Khutbah Jumat: Kedudukan Al-Qur’an, Al-Sunnah, dan Ijtihad dalam Islam
Sumber Gambar: Foto Ist

KHUTBAH 1

اَلْحَمْدُ للهِ الْمَلِكِ الدَّيَّانِ، وَالصَّلَاةُ وَالسَّلَامُ عَلَى مُحَمَّدٍ سَيِّدِ وَلَدِ عَدْنَانَ، وَعَلَى آلِهِ وَصَحْبِهِ وَتَابِعِيْهِ عَلَى مَرِّ الزَّمَانِ. أَشْهَدُ أَنْ لَّا إِلهَ إِلَّا اللهُ وَحْدَهُ لَا شَرِيْكَ لَهُ الْمُنَـزَّهُ عَنِ الْجِسْمِيَّةِ وَالْجِهَةِ وَالزَّمَانِ وَالْمَكَانِ، وَأَشْهَدُ أَنَّ سَيِّدَنَا مُحَمَّدًا عَبْدُهُ وَرَسُوْلُهُ الَّذِيْ كَانَ خُلُقُهُ الْقُرْآنَ أَمَّا بَعْدُ،

عِبَادَ الرَّحْمٰنِ، فَإنِّي أُوْصِيْكُمْ وَنَفْسِي بِتَقْوَى اللهِ المَنَّانِ، اَلْقَائِلِ فِي كِتَابِهِ الْقُرْآنِ: يَا أَيُّهَا النَّاسُ اتَّقُوا رَبَّكُمُ الَّذِي خَلَقَكُمْ مِنْ نَفْسٍ وَاحِدَةٍ وَخَلَقَ مِنْهَا زَوْجَهَا وَبَثَّ مِنْهُمَا رِجَالًا كَثِيرًا وَنِسَاءً ۚ وَاتَّقُوا اللَّهَ الَّذِي تَسَاءَلُونَ بِهِ وَالْأَرْحَامَ ۚ إِنَّ اللَّهَ كَانَ عَلَيْكُمْ رَقِيبًا
 

Ma’asyiral muslimin rahimakumullah

Marilah kita memanjatkan Puja dan Puji Syukur kehadirat Allah SWT dengan nikmatnya dan hidayahnya kita dapat berkumpul disini menunaikan solat berjamah

Shalawat dan salam semoga senantiasa tercurah kepada Nabi Muhammad Shalallahu ‘alaihi wasallam yang telah menyampaikan Agama yang sempurna kepada umat manusia. Semoga kita termasuk kedalam golongan orang-orang selalu berpegang teguh dengan sunnah Beliau hingga ajal menjemput kita.

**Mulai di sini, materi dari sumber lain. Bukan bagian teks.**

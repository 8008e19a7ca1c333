//! Command implementations for the Lucerna CLI.

use std::fs::File;
use std::io::{BufRead, BufReader};
use std::path::Path;
use std::sync::Arc;
use std::time::Instant;

use log::{debug, info, warn};
use serde_json::Value;

use crate::cli::args::{Command, GetArgs, IndexArgs, LucernaArgs, SearchArgs, TermArgs, TermsArgs};
use crate::cli::output::{
    DeletionResult, DocumentResult, Hit, IndexingResult, OptimizationResult, SearchResults,
    StatsResult, TermEntry, TermList, output_result,
};
use crate::config::IndexConfig;
use crate::document::{Document, Field};
use crate::error::{LucernaError, Result};
use crate::index::{Index, IndexReader, Term};
use crate::query::TermQuery;
use crate::storage::{FileStorage, Storage, StorageConfig};

/// Execute a CLI command based on the parsed arguments.
pub fn execute_command(args: LucernaArgs) -> Result<()> {
    let config = match &args.config {
        Some(path) => IndexConfig::from_json_file(path)?,
        None => IndexConfig::default(),
    };
    let storage: Arc<dyn Storage> =
        Arc::new(FileStorage::new(&args.index_dir, StorageConfig::default())?);
    debug!("using index directory {}", args.index_dir.display());

    match &args.command {
        Command::Index(index_args) => index_documents(index_args, storage, config, &args),
        Command::Search(search_args) => search(search_args, &Index::open(storage, config)?, &args),
        Command::Term(term_args) => term(term_args, &Index::open(storage, config)?, &args),
        Command::Delete(term_args) => delete(term_args, &Index::open(storage, config)?, &args),
        Command::Optimize => optimize(&Index::open(storage, config)?, &args),
        Command::Terms(terms_args) => list_terms(terms_args, &Index::open(storage, config)?, &args),
        Command::Stats => output_result(&StatsResult(Index::open(storage, config)?.reader()?.stats()), &args),
        Command::Get(get_args) => get(get_args, &Index::open(storage, config)?, &args),
    }
}

fn index_documents(
    index_args: &IndexArgs,
    storage: Arc<dyn Storage>,
    config: IndexConfig,
    args: &LucernaArgs,
) -> Result<()> {
    let start = Instant::now();
    let index = if index_args.recreate {
        Index::create(storage, config)?
    } else {
        Index::open(storage, config)?
    };

    let documents = read_documents(&index_args.file)?;
    let mut writer = index.writer()?;
    let mut first_doc_id = None;
    let mut documents_added = 0;
    for doc in documents {
        match writer.add_document(doc) {
            Ok(doc_id) => {
                first_doc_id.get_or_insert(doc_id);
                documents_added += 1;
            }
            Err(e) => {
                // All or nothing: the import must not commit on close.
                warn!("rejected document {}, discarding import", documents_added + 1);
                writer.rollback()?;
                return Err(e);
            }
        }
    }
    let generation = writer.commit()?;
    writer.close()?;

    info!("indexed {documents_added} documents from {}", index_args.file.display());
    output_result(
        &IndexingResult {
            documents_added,
            first_doc_id,
            generation,
            duration_ms: start.elapsed().as_millis() as u64,
        },
        args,
    )
}

fn search(search_args: &SearchArgs, index: &Index, args: &LucernaArgs) -> Result<()> {
    let query = index.query_parser(&search_args.field).parse_query(&search_args.query)?;
    let reader = index.reader()?;
    let top = reader.search_top(&query, search_args.limit)?;

    output_result(
        &SearchResults {
            query: search_args.query.clone(),
            total_hits: top.total_hits,
            hits: hits(&reader, &top.doc_ids)?,
        },
        args,
    )
}

fn term(term_args: &TermArgs, index: &Index, args: &LucernaArgs) -> Result<()> {
    let query = TermQuery::new(term_args.field.as_str(), term_args.text.as_str());
    let reader = index.reader()?;
    let doc_ids = reader.search(&query)?;

    output_result(
        &SearchResults {
            query: query.term().to_string(),
            total_hits: doc_ids.len() as u64,
            hits: hits(&reader, &doc_ids)?,
        },
        args,
    )
}

fn delete(term_args: &TermArgs, index: &Index, args: &LucernaArgs) -> Result<()> {
    let term = Term::new(term_args.field.as_str(), term_args.text.as_str());
    let mut writer = index.writer()?;
    let deleted = writer.delete_documents(&term)?;
    let generation = writer.commit()?;
    writer.close()?;

    output_result(
        &DeletionResult {
            term: term.to_string(),
            deleted,
            generation,
        },
        args,
    )
}

fn optimize(index: &Index, args: &LucernaArgs) -> Result<()> {
    let mut writer = index.writer()?;
    let max_doc_before = writer.max_doc();
    writer.optimize()?;
    let max_doc_after = writer.max_doc();
    let generation = writer.commit()?;
    writer.close()?;

    output_result(
        &OptimizationResult {
            max_doc_before,
            max_doc_after,
            generation,
        },
        args,
    )
}

fn list_terms(terms_args: &TermsArgs, index: &Index, args: &LucernaArgs) -> Result<()> {
    let reader = index.reader()?;
    let terms = reader
        .terms()
        .filter(|info| {
            terms_args
                .field
                .as_deref()
                .is_none_or(|field| info.term.field() == field)
        })
        .map(|info| TermEntry {
            field: info.term.field().to_string(),
            text: info.term.text().to_string(),
            doc_freq: info.doc_freq,
        })
        .collect();

    output_result(&TermList { terms }, args)
}

fn get(get_args: &GetArgs, index: &Index, args: &LucernaArgs) -> Result<()> {
    let document = index.reader()?.document(get_args.doc_id)?;
    output_result(
        &DocumentResult {
            doc_id: get_args.doc_id,
            document,
        },
        args,
    )
}

fn hits(reader: &IndexReader, doc_ids: &[u64]) -> Result<Vec<Hit>> {
    doc_ids
        .iter()
        .map(|&doc_id| {
            Ok(Hit {
                doc_id,
                fields: reader.document(doc_id)?.fields().to_vec(),
            })
        })
        .collect()
}

/// Read a JSON Lines file of documents. Blank lines are skipped.
fn read_documents(path: &Path) -> Result<Vec<Document>> {
    let reader = BufReader::new(File::open(path)?);
    let mut documents = Vec::new();
    for (line_no, line) in reader.lines().enumerate() {
        let line = line?;
        if line.trim().is_empty() {
            continue;
        }
        let doc = parse_document_line(&line).map_err(|e| {
            LucernaError::invalid_argument(format!("{}:{}: {e}", path.display(), line_no + 1))
        })?;
        documents.push(doc);
    }
    Ok(documents)
}

/// Parse one document.
///
/// Either the full form `{"fields": [{"name", "value", "options"}]}` or a
/// flat object whose strings become text fields and whose integers become
/// integer fields.
pub fn parse_document_line(line: &str) -> Result<Document> {
    let value: Value = serde_json::from_str(line)?;
    let Value::Object(map) = value else {
        return Err(LucernaError::invalid_argument("document must be a JSON object"));
    };

    if matches!(map.get("fields"), Some(Value::Array(_))) {
        return Ok(serde_json::from_value(Value::Object(map))?);
    }

    map.into_iter()
        .map(|(name, value)| match value {
            Value::String(text) => Ok(Field::text(name, text)),
            Value::Number(n) => n.as_i64().map(|i| Field::integer(name.as_str(), i)).ok_or_else(|| {
                LucernaError::invalid_field(format!("field '{name}' is not a 64-bit integer"))
            }),
            other => Err(LucernaError::invalid_field(format!(
                "field '{name}' has unsupported value {other}"
            ))),
        })
        .collect()
}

Ma’asyiral muslimin rahimakumullah

Islam merupakan agama pripurna yang menjadi pijakan dalam beragama atau way of religion seluruh umat muslim di dunia setelah Allah mengutus seorang Nabi dan Rasul terakhir. Adalah Nabi Muhammad s.a.w., manusia sempurna yang dididik langsung oleh Allah yang kemudian ditabal sebagai Nabi dan Rasul terakhir dengan beberapa tugas. Di antara tugas-tugas tersebut adalah menyampaikan risalah agama Islam yang bersendikan atas tiga kerangka dasar, yaitu Akidah, Syariat, dan Akhlak. Akidah yang dalam hal ini merupakan starting point penilaian kadar keimanan seseorang kepada Allah dan Rasul-Nya yang divisualisasikan dalam bentuk penafian dan penegasan.

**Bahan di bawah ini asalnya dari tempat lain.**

//! Index terms.

use std::fmt;

use serde::{Deserialize, Serialize};

/// A `(field, text)` pair: the unit of exact matching.
///
/// Terms order by field first, then by text, both as byte strings.
#[derive(Debug, Clone, PartialEq, Eq, PartialOrd, Ord, Hash, Serialize, Deserialize)]
pub struct Term {
    field: String,
    text: String,
}

impl Term {
    /// Create a new term.
    pub fn new<F: Into<String>, T: Into<String>>(field: F, text: T) -> Self {
        Term {
            field: field.into(),
            text: text.into(),
        }
    }

    pub fn field(&self) -> &str {
        &self.field
    }

    pub fn text(&self) -> &str {
        &self.text
    }
}

impl fmt::Display for Term {
    fn fmt(&self, f: &mut fmt::Formatter<'_>) -> fmt::Result {
        write!(f, "{}:{}", self.field, self.text)
    }
}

Selanjutnya, visualisasi tesebut dirumuskan dalam bentuk Syahadat tauhid, yaitu penafian terhadap Tuhan-tuhan yang ada, lalu kemudian ditegaskan dengan pengecualian hanya Allah sebagai satu-satunya Tuhan yang wajib disembah dan tidak ada sekutu bagi-Nya. Setelah syahadat tauhid, dilanjutkan dengan syahadat Rasul, yaitu penegasan seseorang dalam meyakini bahwa Nabi Muhammad merupakan Nabi dan Rasul terakhir yang diutus oleh Allah s.w.t. kepada seluruh umat alam, baik dari kalangan manusia maupun dari kalangan jin.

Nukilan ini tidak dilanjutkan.